14. Privacy Act 1988
(A) The Customer hereby acknowledges that:
(i) Jim’s Electrical collects personal information such as contact details, bank account details, insurance details and credit card details and holds such information for seven (7) years. The purpose of the collection of personal information is only for internal use.
(ii) they have been informed by Jim’s Electrical that personal information about them may be disclosed to or acquired from or to a credit reporting agency.
(B) The Customer hereby agrees:
(i) that Jim’s Electrical may contact any trade references or other credit references at any time whether now or in the future for the purpose of assessing credit worthiness.
(ii) To Jim’s Electrical receiving from any other credit provider or providing to any credit provider any information whether by way of report record or otherwise relating to credit worthiness for the purposes of exchanging information, assessing credit worthiness and notification of default at any time whether now or in the future.
(iii) To Jim’s Electrical obtaining from a credit reporting agency a credit report on the Customer for the purposes of assessing any credit application and the Customer further consents to Jim’s Electrical obtaining such reports from time to time for the purposes of assessing credit worthiness during the continuance of credit provision.
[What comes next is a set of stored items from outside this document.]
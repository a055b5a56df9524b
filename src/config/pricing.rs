// src/config/pricing.rs
// Model price table for cost attribution
//
// Prices are currency per 1M tokens, loaded from YAML with a default
// entry for models the table does not list.

use std::collections::HashMap;

use serde::Deserialize;
use tracing::warn;

use crate::error::{AgentError, Result};

const EMBEDDED_PRICING: &str = include_str!("../../config/model_pricing.yaml");

/// Chat model pricing
#[derive(Debug, Clone, Copy, Deserialize)]
pub struct ChatModelPrice {
    pub input_cost_per_1m: f64,
    pub output_cost_per_1m: f64,
}

/// Embedding model pricing
#[derive(Debug, Clone, Copy, Deserialize)]
pub struct EmbeddingModelPrice {
    pub cost_per_1m_tokens: f64,
}

/// Fallback prices for unlisted models
#[derive(Debug, Clone, Copy, Deserialize)]
pub struct DefaultPrice {
    pub embedding_cost_per_1m: f64,
    pub chat_input_cost_per_1m: f64,
    pub chat_output_cost_per_1m: f64,
}

/// Cost of a single chat call
#[derive(Debug, Clone, Copy, PartialEq)]
pub struct ChatCost {
    pub input_cost: f64,
    pub output_cost: f64,
    pub total_cost: f64,
}

/// Price table indexed by model name
#[derive(Debug, Clone, Deserialize)]
pub struct PriceTable {
    #[serde(default)]
    chat_models: HashMap<String, ChatModelPrice>,
    #[serde(default)]
    embedding_models: HashMap<String, EmbeddingModelPrice>,
    default: DefaultPrice,
}

impl PriceTable {
    /// Load from an optional YAML file path, falling back to the embedded table
    pub fn load(path: Option<&str>) -> Result<Self> {
        let raw = match path {
            Some(p) => std::fs::read_to_string(p)
                .map_err(|e| AgentError::Config(format!("cannot read price table {p}: {e}")))?,
            None => EMBEDDED_PRICING.to_string(),
        };
        serde_yaml::from_str(&raw)
            .map_err(|e| AgentError::Config(format!("invalid price table: {e}")))
    }

    /// Cost of a chat call, rounded for aggregation
    pub fn chat_cost(&self, model: &str, input_tokens: u64, output_tokens: u64) -> ChatCost {
        let (input_per_1m, output_per_1m) = match self.chat_models.get(model) {
            Some(p) => (p.input_cost_per_1m, p.output_cost_per_1m),
            None => {
                warn!(model, "No pricing for chat model, using default");
                (
                    self.default.chat_input_cost_per_1m,
                    self.default.chat_output_cost_per_1m,
                )
            }
        };

        let input_cost = round8(input_tokens as f64 / 1_000_000.0 * input_per_1m);
        let output_cost = round8(output_tokens as f64 / 1_000_000.0 * output_per_1m);
        ChatCost {
            input_cost,
            output_cost,
            total_cost: round8(input_cost + output_cost),
        }
    }

    /// Cost of embedding `tokens` tokens, rounded for aggregation
    pub fn embedding_cost(&self, model: &str, tokens: u64) -> f64 {
        let per_1m = match self.embedding_models.get(model) {
            Some(p) => p.cost_per_1m_tokens,
            None => {
                warn!(model, "No pricing for embedding model, using default");
                self.default.embedding_cost_per_1m
            }
        };
        round8(tokens as f64 / 1_000_000.0 * per_1m)
    }
}

/// Aggregation precision: eight fractional digits
pub fn round8(value: f64) -> f64 {
    (value * 1e8).round() / 1e8
}

/// Display precision: six fractional digits
pub fn round6(value: f64) -> f64 {
    (value * 1e6).round() / 1e6
}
(iv) To Jim’s Electrical obtaining from a business which provides credit information a report or information in relation to the Customer’s commercial credit worthiness or commercial dealings and using such information for the purpose of assessing the Customer’s application for credit.
(v) That, in the event of default of payment of any of their debts, Jim’s Electrical may disclose all information relating to the Customer’s account to its collection agency for the purpose of receiving any or all amounts outstanding.
(A) If any clause or part thereof of these Terms and Conditions is invalid or not enforceable in accordance with its terms, all other terms or parts thereof which are self-sustained and capable of separate enforcement without regard to the invalid or unenforceable clause or part thereof is and will continue to be valid and enforceable in accordance with its term.
(B) The Customer agrees that these Terms and Conditions are governed by and construed in accordance with the laws of the State or Territory of Australia from which this document is issued and the Customer and Jim’s Electrical submits to the non-exclusive jurisdiction of the Courts of the State or Territory of Australia from which this document is issued.
(C) Subject to other clauses in these Terms and Conditions and implied provisions, Jim’s Electrical shall not be liable whatsoever to the Customer for any indirect, consequential loss and/or expense (including loss of profit) suffered by the Customer arising out of a breach by Jim’s Electrical of these Terms and Conditions. In the alternative, Jim’s Electrical’s liability shall be limited to damages not exceeding the contract sum of the order.
(D) Jim’s Electrical may assign all or any part of its rights and obligations without the Customer’s consent.
Should you not understand anything statedin these Terms and Conditionsor wish to request any amendments, please contact Jim’s Electrical. If you give us instructions to proceed after receiving these Terms and Conditions, same is taken as acceptance of the terms as disclosed herein.